Set down all of the records exactly.

(Saved entries)
[Start of Attachment]
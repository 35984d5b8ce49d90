//! AstDoc - Solidity AST Documentation Extractor
//!
//! Reads the standard-JSON input and output of a solc run and writes a per-file
//! documentation model as JSON.

use std::path::PathBuf;

use astdoc_common::{logging, Config};
use clap::Parser;
use eyre::Result;

mod cmd;

/// Command-line interface for AstDoc
#[derive(Debug, Parser)]
#[command(name = "astdoc")]
#[command(about = "AstDoc - Extracts a documentation model from Solidity compiler artifacts")]
#[command(version)]
pub struct Cli {
    /// Directory holding solc-input.json and solc-output.json
    #[arg(long, env = "ASTDOC_CACHE_DIR")]
    pub cache_dir: Option<PathBuf>,

    /// Directory the document is written to
    #[arg(long, env = "ASTDOC_DIR")]
    pub ast_doc_dir: Option<PathBuf>,

    /// File name of the written document
    #[arg(long)]
    pub output_name: Option<String>,

    /// Config file (default: ./astdoc.toml, then ~/.astdoc.toml)
    #[arg(long)]
    pub config: Option<PathBuf>,

    /// Only log to the console
    #[arg(long)]
    pub no_file_log: bool,
}

impl Cli {
    /// Loads the configuration and applies the command-line overrides.
    fn resolve_config(&self) -> Result<Config> {
        let mut config = Config::load(self.config.as_deref())?;
        if let Some(cache_dir) = &self.cache_dir {
            config.paths.cache = cache_dir.clone();
        }
        if let Some(dir) = &self.ast_doc_dir {
            config.output.dir = dir.clone();
        }
        if let Some(name) = &self.output_name {
            config.output.file = name.clone();
        }
        Ok(config)
    }
}

fn main() -> Result<()> {
    // Load environment variables
    dotenv::dotenv().ok();

    let cli = Cli::parse();

    logging::init_logging("astdoc", !cli.no_file_log)?;

    let config = cli.resolve_config()?;
    tracing::debug!(?config, "Resolved configuration");

    let (location, stats) = cmd::build_docs(&config)?;
    tracing::info!(
        files = stats.files,
        contracts = stats.contracts,
        interfaces = stats.interfaces,
        libraries = stats.libraries,
        "Documentation written to {}",
        location.full_path().display()
    );

    Ok(())
}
[End of Attachment]
#### Result of this task
repository 35984d5b8ce49d90
//! AstDoc - Solidity AST Documentation Extractor
//!
//! Reads the standard-JSON input and output of a solc run and writes a per-file
//! documentation model as JSON.

use std::path::PathBuf;

use astdoc_common::{logging, Config};
use clap::Parser;
use eyre::Result;

mod cmd;

/// Command-line interface for AstDoc
#[derive(Debug, Parser)]
#[command(name = "astdoc")]
#[command(about = "AstDoc - Extracts a documentation model from Solidity compiler artifacts")]
#[command(version)]
pub struct Cli {
    /// Directory holding solc-input.json and solc-output.json
    #[arg(long, env = "ASTDOC_CACHE_DIR")]
    pub cache_dir: Option<PathBuf>,

    /// Directory the document is written to
    #[arg(long, env = "ASTDOC_DIR")]
    pub ast_doc_dir: Option<PathBuf>,

    /// File name of the written document
    #[arg(long)]
    pub output_name: Option<String>,

    /// Config file (default: ./astdoc.toml, then ~/.astdoc.toml)
    #[arg(long)]
    pub config: Option<PathBuf>,

    /// Only log to the console
    #[arg(long)]
    pub no_file_log: bool,
}

impl Cli {
    /// Loads the configuration and applies the command-line overrides.
    fn resolve_config(&self) -> Result<Config> {
        let mut config = Config::load(self.config.as_deref())?;
        if let Some(cache_dir) = &self.cache_dir {
            config.paths.cache = cache_dir.clone();
        }
        if let Some(dir) = &self.ast_doc_dir {
            config.output.dir = dir.clone();
        }
        if let Some(name) = &self.output_name {
            config.output.file = name.clone();
        }
        Ok(config)
    }
}

fn main() -> Result<()> {
    // Load environment variables
    dotenv::dotenv().ok();

    let cli = Cli::parse();

    logging::init_logging("astdoc", !cli.no_file_log)?;

    let config = cli.resolve_config()?;
    tracing::debug!(?config, "Resolved configuration");

    let (location, stats) = cmd::build_docs(&config)?;
    tracing::info!(
        files = stats.files,
        contracts = stats.contracts,
        interfaces = stats.interfaces,
        libraries = stats.libraries,
        "Documentation written to {}",
        location.full_path().display()
    );

    Ok(())
}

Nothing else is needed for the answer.